• _TO DO_
Copy each line in the data that includes the word "whether".

TASK INPUTS START

//
//  git-providers
//  config/file.rs
//
//  Created by Ngonidzashe Mangudya on 2026/01/12.
//  Copyright (c) 2025 IAMNGONI. All rights reserved.
//

//! # Configuration File I/O
//!
//! Thin wrappers over `std::fs` that attach the path to every error.
//! Write operations create missing parent directories.

use std::path::Path;

use anyhow::{Context, Result};

/// Reads the whole configuration file.
pub fn read_config_file(path: &Path) -> Result<String> {
    std::fs::read_to_string(path).with_context(|| format!("cannot read {}", path.display()))
}

/// Writes `content`, creating parent directories first.
pub fn write_config_file(path: &Path, content: &str) -> Result<()> {
    if let Some(parent) = path.parent() {
        std::fs::create_dir_all(parent)
            .with_context(|| format!("cannot create {}", parent.display()))?;
    }
    std::fs::write(path, content).with_context(|| format!("cannot write {}", path.display()))
}

pub fn config_exists(path: &Path) -> bool {
    path.exists()
}
#[async_trait]
impl GitProvider for BitbucketProvider {
    fn id(&self) -> &str {
        "bitbucket"
    }

    fn can_handle(&self, repo_url: &str) -> Result<bool> {
        let ctx = self.parse_static_git_context(repo_url)?;
        Ok(ctx.source == "bitbucket.org")
    }

    fn parse_static_git_context(&self, repo_url: &str) -> Result<StaticGitContext> {
        let mut ctx = parse_static_git_context(repo_url)?;
        let Some(path) = ctx.path.take() else {
            return Ok(ctx);
        };
        let parts = path_segments(&path);

        match parts.as_slice() {
            ["pull-requests", rest @ ..] => {
                ctx.pr_number = Some(parse_pr_number(repo_url, rest.first())?);
            }
            ["src" | "branch", branch, rest @ ..] => {
                ctx.branch = Some(branch.to_string());
                if !rest.is_empty() {
                    ctx.path = Some(rest.join("/"));
                }
            }
            ["commits", "branch", branch, ..] => {
                ctx.branch = Some(branch.to_string());
            }
            ["commits", sha, ..] => {
                ctx = ctx.with_commit(*sha);
            }
            _ => ctx.path = Some(path),
        }

        Ok(ctx)
    }

    fn get_url_from_context(&self, request: &RepositoryContextRequest) -> String {
        let url = web_url(&request.url);

        if let Some(pr) = request.pr_number {
            return format!("{url}/pull-requests/{pr}");
        }

        match (request.branch.as_deref().filter(|b| !b.is_empty()), &request.path) {
            (Some(branch), _) if request.sha.as_deref() == Some(branch) => {
                format!("{url}/commits/{branch}")
            }
            (Some(branch), Some(path)) => format!("{url}/src/{branch}/{path}"),
            (Some(branch), None) => format!("{url}/branch/{branch}"),
            (None, Some(path)) => format!("{url}/src/main/{path}"),
            (None, None) => url.to_string(),
        }
    }

    async fn get_namespaces(&self, options: &ListOptions) -> Result<Vec<GitNamespace>> {
        let user = self.get_user().await?;
        let page: PaginatedResponse<Workspace> = self
            .client
            .get(&format!(
                "/workspaces?pagelen={}&page={}",
                options.per_page(),
                options.page()
            ))
            .await?;

        let mut namespaces = vec![GitNamespace::personal(&user.username)];
        namespaces.extend(
            page.values
                .into_iter()
                // the personal workspace is already listed first
                .filter(|w| w.slug != user.username)
                .map(|w| GitNamespace::new(w.slug, w.name)),
        );
        Ok(namespaces)
    }

    async fn get_repositories(
        &self,
        namespace: &str,
        options: &ListOptions,
    ) -> Result<Vec<GitRepository>> {
        let workspace = resolve_namespace(self, namespace).await?;
        let page: PaginatedResponse<Repository> = self
            .client
            .get(&format!(
                "/repositories/{workspace}?pagelen={}&page={}",
                options.per_page(),
                options.page()
            ))
            .await?;

        page.values.into_iter().map(Self::to_repository).collect()
    }

    async fn get_repo_branches(
        &self,
        repository_id: &str,
        _namespace_id: &str,
        options: &ListOptions,
    ) -> Result<Vec<GitBranch>> {
        self.list_branches(repository_id, options).await
    }

    async fn get_repo_prs(
        &self,
        repository_id: &str,
        _namespace_id: &str,
        options: &ListOptions,
    ) -> Result<Vec<GitPullRequest>> {
        let page: PaginatedResponse<Pull> = self
            .client
            .get(&format!(
                "/repositories/{repository_id}/pullrequests?state=OPEN&pagelen={}&page={}",
                options.per_page(),
                options.page()
            ))
            .await?;

        page.values
            .into_iter()
            .map(|pr| {
                let source = Self::to_repository(pr.source.repository)?;
                Ok(GitPullRequest {
                    name: pr.title,
                    branch: pr.source.branch.name,
                    sha: pr.source.commit.map(|c| c.hash).unwrap_or_default(),
                    source_repo_id: source.id,
                    source_repo_url: source.url,
                    source_repo_owner: source.owner,
                    source_repo_name: source.name,
                })
            })
            .collect()
    }

    async fn get_user(&self) -> Result<GitUser> {
        let account: Account = self.client.get("/user").await?;
        let emails: PaginatedResponse<Email> = self.client.get("/user/emails").await?;

        let email = emails
            .values
            .iter()
            .find(|e| e.is_primary)
            .or_else(|| emails.values.first())
            .map(|e| e.email.clone())
            .unwrap_or_default();

        Ok(GitUser {
            id: account.account_id,
            username: account.username,
            name: account.display_name,
            email,
        })
    }

    async fn get_last_commit_sha(&self, ctx: &StaticGitContext) -> Result<String> {
        let full_name = full_name_of(&ctx.owner, &ctx.id);
        let path = match (&ctx.sha, &ctx.branch) {
            (Some(sha), _) => format!("/repositories/{full_name}/commits?include={sha}&pagelen=1"),
            (None, Some(branch)) => format!(
                "/repositories/{full_name}/commits/{}?pagelen=1",
                urlencoding::encode(branch)
            ),
            (None, None) => format!("/repositories/{full_name}/commits?pagelen=1"),
        };

        let page: PaginatedResponse<Hash> = self.client.get(&path).await?;
        page.values
            .into_iter()
            .next()
            .map(|c| c.hash)
            .ok_or_else(|| ProviderError::NotFound(format!("commits of {full_name}")))
    }

    async fn get_branch_by_commit(&self, ctx: &StaticGitContext) -> Result<String> {
        let sha = ctx.sha.clone().unwrap_or_default();
        let full_name = full_name_of(&ctx.owner, &ctx.id);
        let branches = self.list_branches(&full_name, &ListOptions::default()).await?;

        for branch in branches {
            if branch.sha == sha {
                return Ok(branch.name);
            }
            let path = format!(
                "/repositories/{full_name}/commits/{}?pagelen=100",
                urlencoding::encode(&branch.name)
            );
            match self.commit_hashes(&path, MAX_PARENT_WALK_DEPTH).await {
                Ok(hashes) if hashes.iter().any(|h| *h == sha) => return Ok(branch.name),
                Ok(_) => {}
                Err(e) => tracing::warn!("skipping branch {}: {}", branch.name, e),
            }
        }

        Err(ProviderError::BranchNotFound { sha })
    }

    async fn get_default_branch(&self, ctx: &StaticGitContext) -> Result<String> {
        let repo: Repository = self
            .client
            .get(&format!("/repositories/{}", full_name_of(&ctx.owner, &ctx.id)))
            .await?;
        repo.mainbranch
            .map(|b| b.name)
            .ok_or_else(|| ProviderError::NotFound(format!("main branch of {}", ctx.full_name())))
    }

    async fn get_pr_context(&self, ctx: &StaticGitContext) -> Result<StaticGitContext> {
        let Some(number) = ctx.pr_number else {
            return Ok(ctx.clone());
        };

        let pr: Pull = self
            .client
            .get(&format!(
                "/repositories/{}/pullrequests/{number}",
                full_name_of(&ctx.owner, &ctx.id)
            ))
            .await?;
        let (owner, name) = split_full_name(&pr.source.repository.full_name)?;

        let mut resolved = ctx.clone();
        resolved.owner = owner.to_string();
        resolved.name = name.to_string();
        resolved.id = name.to_string();
        resolved.url = crate::context::clone_url(&ctx.source, owner, name, true);
        resolved.branch = Some(pr.source.branch.name);
        Ok(resolved)
    }

    async fn register_prebuild_webhook(
        &self,
        repo: &GitRepository,
        endpoint_url: &str,
    ) -> Result<String> {
        let body = json!({
            "description": "prebuild trigger",
            "url": endpoint_url,
            "active": true,
            "events": ["repo:push"],
        });
        let hook: Hook = self
            .client
            .post(
                &format!("/repositories/{}/hooks", full_name_of(&repo.owner, &repo.name)),
                &body,
            )
            .await?;
        Ok(hook.uuid)
    }

    async fn get_prebuild_webhook(
        &self,
        repo: &GitRepository,
        endpoint_url: &str,
    ) -> Result<Option<String>> {
        let page: PaginatedResponse<Hook> = self
            .client
            .get(&format!(
                "/repositories/{}/hooks?pagelen=100",
                full_name_of(&repo.owner, &repo.name)
            ))
            .await?;
        Ok(page
            .values
            .into_iter()
            .find(|h| h.url == endpoint_url)
            .map(|h| h.uuid))
    }

    async fn unregister_prebuild_webhook(&self, repo: &GitRepository, id: &str) -> Result<()> {
        self.client
            .delete(&format!(
                "/repositories/{}/hooks/{}",
                full_name_of(&repo.owner, &repo.name),
                urlencoding::encode(id)
            ))
            .await
    }

    async fn get_commits_range(
        &self,
        repo: &GitRepository,
        initial_sha: &str,
        current_sha: &str,
    ) -> Result<usize> {
        let path = format!(
            "/repositories/{}/commits?include={current_sha}&exclude={initial_sha}&pagelen=100",
            full_name_of(&repo.owner, &repo.name)
        );
        Ok(self.commit_hashes(&path, MAX_PARENT_WALK_DEPTH).await?.len())
    }

    fn parse_event_data(&self, headers: &HeaderMap, body: &[u8]) -> Result<Option<GitEventData>> {
        if !header_is(headers, "X-Event-Key", "repo:push") {
            return Ok(None);
        }

        let event: PushEvent = serde_json::from_slice(body)?;
        let Some(change) = event
            .push
            .changes
            .into_iter()
            .filter_map(|c| c.new_ref)
            .find(|r| r.kind == "branch")
        else {
            return Ok(None);
        };

        let url = event
            .repository
            .links
            .html
            .map(|h| h.href)
            .unwrap_or_else(|| format!("https://bitbucket.org/{}", event.repository.full_name));

        Ok(Some(GitEventData {
            url: format!("{}.git", web_url(&url)),
            branch: change.name,
            sha: change.target.hash,
            owner: event
                .repository
                .owner
                .map(|o| o.username)
                .unwrap_or_default(),
            affected_files: Vec::new(),
        }))
    }
}
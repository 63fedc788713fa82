//
//  git-providers
//  api/common/pagination.rs
//
//  Created by Ngonidzashe Mangudya on 2026/01/12.
//  Copyright (c) 2025 IAMNGONI. All rights reserved.
//

//! Pagination envelopes for vendor list endpoints
//!
//! Most vendors (GitHub, GitLab, Gitea, Gogs, Gitee) return a bare JSON array
//! and paginate through `page`/`per_page` query parameters. A few wrap their
//! lists in an envelope, and those envelopes live here.
//!
//! # Overview
//!
//! | Type | Vendor | Strategy |
//! |------|--------|----------|
//! | [`PaginatedResponse`] | Bitbucket Cloud | URL-based (`next` link) |
//! | [`ServerPaginatedResponse`] | Bitbucket Server/DC | Offset-based (`start`) |
//! | [`ValueList`] | Azure DevOps | `{count, value}` plus continuation header |
//!
//! # Notes
//!
//! - Listing operations fetch a single bounded page (at most 100 items);
//!   the `has_next` helpers exist so callers can decide whether to ask again.
//! - The `values`/`value` field is always present, even if empty.

use serde::{Deserialize, Serialize};

/// Bitbucket Cloud paginated response.
///
/// ```json
/// {"values": [...], "page": 1, "pagelen": 100, "size": 3, "next": null}
/// ```
#[derive(Debug, Clone, Serialize, Deserialize)]
pub struct PaginatedResponse<T> {
    /// Items on this page.
    pub values: Vec<T>,

    /// Current page number (1-indexed).
    #[serde(default)]
    pub page: Option<u32>,

    /// Page length requested.
    #[serde(default)]
    pub pagelen: Option<u32>,

    /// Total number of items, when the endpoint reports it.
    #[serde(default)]
    pub size: Option<u32>,

    /// Absolute URL of the next page.
    #[serde(default)]
    pub next: Option<String>,
}

impl<T> PaginatedResponse<T> {
    /// Returns `true` if another page is available.
    pub fn has_next(&self) -> bool {
        self.next.is_some()
    }
}

/// Bitbucket Server/Data Center paginated response.
///
/// Server uses offset pagination: the client passes `start` and `limit`,
/// and the response tells whether this was the last page.
#[derive(Debug, Clone, Serialize, Deserialize)]
pub struct ServerPaginatedResponse<T> {
    /// Items on this page.
    pub values: Vec<T>,

    /// Number of items on this page.
    #[serde(default)]
    pub size: u32,

    /// Page size limit applied by the server.
    #[serde(default)]
    pub limit: u32,

    #[serde(default, rename = "isLastPage")]
    pub is_last_page: bool,

    #[serde(default, rename = "nextPageStart")]
    pub next_page_start: Option<u32>,

    #[serde(default)]
    pub start: u32,
}

impl<T> ServerPaginatedResponse<T> {
    /// Returns `true` if another page is available.
    pub fn has_next(&self) -> bool {
        !self.is_last_page
    }

    /// Offset to request for the next page.
    pub fn next_start(&self) -> Option<u32> {
        if self.is_last_page {
            None
        } else {
            self.next_page_start
        }
    }
}

/// Azure DevOps list envelope.
///
/// Every Azure DevOps collection endpoint answers with `{"count": n, "value": [...]}`.
/// Further pages are signalled through the `x-ms-continuationtoken` response header,
/// not through the body.
#[derive(Debug, Clone, Serialize, Deserialize)]
pub struct ValueList<T> {
    #[serde(default)]
    pub count: u32,
    pub value: Vec<T>,
}

#[cfg(test)]
mod tests {
    use super::*;

    #[test]
    fn test_cloud_page_has_next() {
        let json = r#"{"values": [1, 2], "page": 1, "pagelen": 2, "next": "https://api.bitbucket.org/2.0/x?page=2"}"#;
        let page: PaginatedResponse<u32> = serde_json::from_str(json).unwrap();
        assert!(page.has_next());
        assert_eq!(page.values, vec![1, 2]);
    }

    #[test]
    fn test_server_page_last() {
        let json = r#"{"values": [], "size": 0, "limit": 25, "isLastPage": true, "start": 0}"#;
        let page: ServerPaginatedResponse<u32> = serde_json::from_str(json).unwrap();
        assert!(!page.has_next());
        assert_eq!(page.next_start(), None);
    }

    #[test]
    fn test_server_page_next_start() {
        let json = r#"{"values": [7], "size": 1, "limit": 1, "isLastPage": false, "nextPageStart": 1, "start": 0}"#;
        let page: ServerPaginatedResponse<u32> = serde_json::from_str(json).unwrap();
        assert_eq!(page.next_start(), Some(1));
    }

    #[test]
    fn test_value_list() {
        let json = r#"{"count": 1, "value": ["a"]}"#;
        let list: ValueList<String> = serde_json::from_str(json).unwrap();
        assert_eq!(list.count, 1);
        assert_eq!(list.value, vec!["a".to_string()]);
    }
}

TASK INPUTS END

• _EXERCISE RESPONSE_
//!   the `has_next` helpers exist so callers can decide whether to ask again.
/// and the response tells whether this was the last page.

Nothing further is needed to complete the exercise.